Collected data:
//! Server settings loaded via OrthoConfig, plus the assembled server config.

use std::net::{AddrParseError, SocketAddr};

use actix_web::web;
use ortho_config::OrthoConfig;
use serde::Deserialize;

use backend::domain::{DEFAULT_TOKEN_TTL_MINUTES, TokenTtl, ZeroTokenTtl};
use backend::inbound::http::state::HttpState;

const DEFAULT_BIND_ADDR: &str = "0.0.0.0:8080";
const DEFAULT_BCRYPT_COST: u32 = 12;
const DEFAULT_DB_POOL_MAX_SIZE: u32 = 10;

fn default_bind_addr() -> String {
    DEFAULT_BIND_ADDR.to_owned()
}

/// Process settings, read from CLI flags, `NOTES_*` variables, and config
/// files. Every field except `database_url` has a default, so the struct
/// loads with no sources at all.
#[derive(Debug, Clone, Deserialize, OrthoConfig)]
#[ortho_config(prefix = "NOTES")]
pub struct ServerSettings {
    /// Listener address.
    #[ortho_config(default = default_bind_addr())]
    pub bind_addr: String,
    /// PostgreSQL connection string. Required to serve.
    pub database_url: Option<String>,
    /// Access token lifetime in whole minutes.
    #[ortho_config(default = DEFAULT_TOKEN_TTL_MINUTES)]
    pub token_ttl_minutes: u32,
    /// bcrypt work factor for new digests.
    #[ortho_config(default = DEFAULT_BCRYPT_COST)]
    pub bcrypt_cost: u32,
    /// Maximum pooled database connections.
    #[ortho_config(default = DEFAULT_DB_POOL_MAX_SIZE)]
    pub db_pool_max_size: u32,
}

impl ServerSettings {
    /// Parsed listener address.
    pub fn bind_addr(&self) -> Result<SocketAddr, AddrParseError> {
        self.bind_addr.parse()
    }

    pub fn token_ttl(&self) -> Result<TokenTtl, ZeroTokenTtl> {
        TokenTtl::from_minutes(self.token_ttl_minutes)
    }
}

/// Everything `create_server` needs once adapters are wired.
pub struct ServerConfig {
    pub(crate) bind_addr: SocketAddr,
    pub(crate) http_state: web::Data<HttpState>,
}

impl ServerConfig {
    #[must_use]
    pub fn new(bind_addr: SocketAddr, http_state: HttpState) -> Self {
        Self {
            bind_addr,
            http_state: web::Data::new(http_state),
        }
    }
}

#[cfg(test)]
mod tests {
    //! Unit tests for server settings parsing.

    use super::*;
    use std::ffi::OsString;

    use env_lock::lock_env;
    use rstest::rstest;

    const VARS: [&str; 5] = [
        "NOTES_BIND_ADDR",
        "NOTES_DATABASE_URL",
        "NOTES_TOKEN_TTL_MINUTES",
        "NOTES_BCRYPT_COST",
        "NOTES_DB_POOL_MAX_SIZE",
    ];

    fn load_from_empty_args() -> ServerSettings {
        ServerSettings::load_from_iter([OsString::from("notes-backend")])
            .expect("config should load")
    }

    #[rstest]
    fn default_values_are_used_when_missing() {
        let _guard = lock_env(VARS.map(|name| (name, None::<String>)));

        let settings = load_from_empty_args();
        assert_eq!(
            settings.bind_addr().expect("default address"),
            "0.0.0.0:8080".parse::<SocketAddr>().expect("literal address")
        );
        assert!(settings.database_url.is_none());
        assert_eq!(settings.token_ttl().expect("ttl").minutes(), 30);
        assert_eq!(settings.bcrypt_cost, 12);
        assert_eq!(settings.db_pool_max_size, 10);
    }

    #[rstest]
    fn environment_overrides_are_respected() {
        let _guard = lock_env([
            ("NOTES_BIND_ADDR", Some("127.0.0.1:9000".to_owned())),
            (
                "NOTES_DATABASE_URL",
                Some("postgres://notes@localhost/notes".to_owned()),
            ),
            ("NOTES_TOKEN_TTL_MINUTES", Some("5".to_owned())),
            ("NOTES_BCRYPT_COST", Some("4".to_owned())),
            ("NOTES_DB_POOL_MAX_SIZE", Some("3".to_owned())),
        ]);

        let settings = load_from_empty_args();
        assert_eq!(
            settings.bind_addr().expect("address"),
            "127.0.0.1:9000".parse::<SocketAddr>().expect("literal address")
        );
        assert_eq!(
            settings.database_url.as_deref(),
            Some("postgres://notes@localhost/notes")
        );
        assert_eq!(settings.token_ttl().expect("ttl").minutes(), 5);
        assert_eq!(settings.bcrypt_cost, 4);
        assert_eq!(settings.db_pool_max_size, 3);
    }

    #[rstest]
    fn zero_ttl_is_rejected() {
        let _guard = lock_env([("NOTES_TOKEN_TTL_MINUTES", Some("0".to_owned()))]);

        let settings = load_from_empty_args();
        assert_eq!(settings.token_ttl(), Err(ZeroTokenTtl));
    }
}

* **Task prompt**: Your job is to write out the data exactly as it stands.

* **Written answer**:
//! Server settings loaded via OrthoConfig, plus the assembled server config.

use std::net::{AddrParseError, SocketAddr};

use actix_web::web;
use ortho_config::OrthoConfig;
use serde::Deserialize;

use backend::domain::{DEFAULT_TOKEN_TTL_MINUTES, TokenTtl, ZeroTokenTtl};
use backend::inbound::http::state::HttpState;

const DEFAULT_BIND_ADDR: &str = "0.0.0.0:8080";
const DEFAULT_BCRYPT_COST: u32 = 12;
const DEFAULT_DB_POOL_MAX_SIZE: u32 = 10;

fn default_bind_addr() -> String {
    DEFAULT_BIND_ADDR.to_owned()
}

/// Process settings, read from CLI flags, `NOTES_*` variables, and config
/// files. Every field except `database_url` has a default, so the struct
/// loads with no sources at all.
#[derive(Debug, Clone, Deserialize, OrthoConfig)]
#[ortho_config(prefix = "NOTES")]
pub struct ServerSettings {
    /// Listener address.
    #[ortho_config(default = default_bind_addr())]
    pub bind_addr: String,
    /// PostgreSQL connection string. Required to serve.
    pub database_url: Option<String>,
    /// Access token lifetime in whole minutes.
    #[ortho_config(default = DEFAULT_TOKEN_TTL_MINUTES)]
    pub token_ttl_minutes: u32,
    /// bcrypt work factor for new digests.
    #[ortho_config(default = DEFAULT_BCRYPT_COST)]
    pub bcrypt_cost: u32,
    /// Maximum pooled database connections.
    #[ortho_config(default = DEFAULT_DB_POOL_MAX_SIZE)]
    pub db_pool_max_size: u32,
}

impl ServerSettings {
    /// Parsed listener address.
    pub fn bind_addr(&self) -> Result<SocketAddr, AddrParseError> {
        self.bind_addr.parse()
    }

    pub fn token_ttl(&self) -> Result<TokenTtl, ZeroTokenTtl> {
        TokenTtl::from_minutes(self.token_ttl_minutes)
    }
}

/// Everything `create_server` needs once adapters are wired.
pub struct ServerConfig {
    pub(crate) bind_addr: SocketAddr,
    pub(crate) http_state: web::Data<HttpState>,
}

impl ServerConfig {
    #[must_use]
    pub fn new(bind_addr: SocketAddr, http_state: HttpState) -> Self {
        Self {
            bind_addr,
            http_state: web::Data::new(http_state),
        }
    }
}

#[cfg(test)]
mod tests {
    //! Unit tests for server settings parsing.

    use super::*;
    use std::ffi::OsString;

    use env_lock::lock_env;
    use rstest::rstest;

    const VARS: [&str; 5] = [
        "NOTES_BIND_ADDR",
        "NOTES_DATABASE_URL",
        "NOTES_TOKEN_TTL_MINUTES",
        "NOTES_BCRYPT_COST",
        "NOTES_DB_POOL_MAX_SIZE",
    ];

    fn load_from_empty_args() -> ServerSettings {
        ServerSettings::load_from_iter([OsString::from("notes-backend")])
            .expect("config should load")
    }

    #[rstest]
    fn default_values_are_used_when_missing() {
        let _guard = lock_env(VARS.map(|name| (name, None::<String>)));

        let settings = load_from_empty_args();
        assert_eq!(
            settings.bind_addr().expect("default address"),
            "0.0.0.0:8080".parse::<SocketAddr>().expect("literal address")
        );
        assert!(settings.database_url.is_none());
        assert_eq!(settings.token_ttl().expect("ttl").minutes(), 30);
        assert_eq!(settings.bcrypt_cost, 12);
        assert_eq!(settings.db_pool_max_size, 10);
    }

    #[rstest]
    fn environment_overrides_are_respected() {
        let _guard = lock_env([
            ("NOTES_BIND_ADDR", Some("127.0.0.1:9000".to_owned())),
            (
                "NOTES_DATABASE_URL",
                Some("postgres://notes@localhost/notes".to_owned()),
            ),
            ("NOTES_TOKEN_TTL_MINUTES", Some("5".to_owned())),
            ("NOTES_BCRYPT_COST", Some("4".to_owned())),
            ("NOTES_DB_POOL_MAX_SIZE", Some("3".to_owned())),
        ]);

        let settings = load_from_empty_args();
        assert_eq!(
            settings.bind_addr().expect("address"),
            "127.0.0.1:9000".parse::<SocketAddr>().expect("literal address")
        );
        assert_eq!(
            settings.database_url.as_deref(),
            Some("postgres://notes@localhost/notes")
        );
        assert_eq!(settings.token_ttl().expect("ttl").minutes(), 5);
        assert_eq!(settings.bcrypt_cost, 4);
        assert_eq!(settings.db_pool_max_size, 3);
    }

    #[rstest]
    fn zero_ttl_is_rejected() {
        let _guard = lock_env([("NOTES_TOKEN_TTL_MINUTES", Some("0".to_owned()))]);

        let settings = load_from_empty_args();
        assert_eq!(settings.token_ttl(), Err(ZeroTokenTtl));
    }
}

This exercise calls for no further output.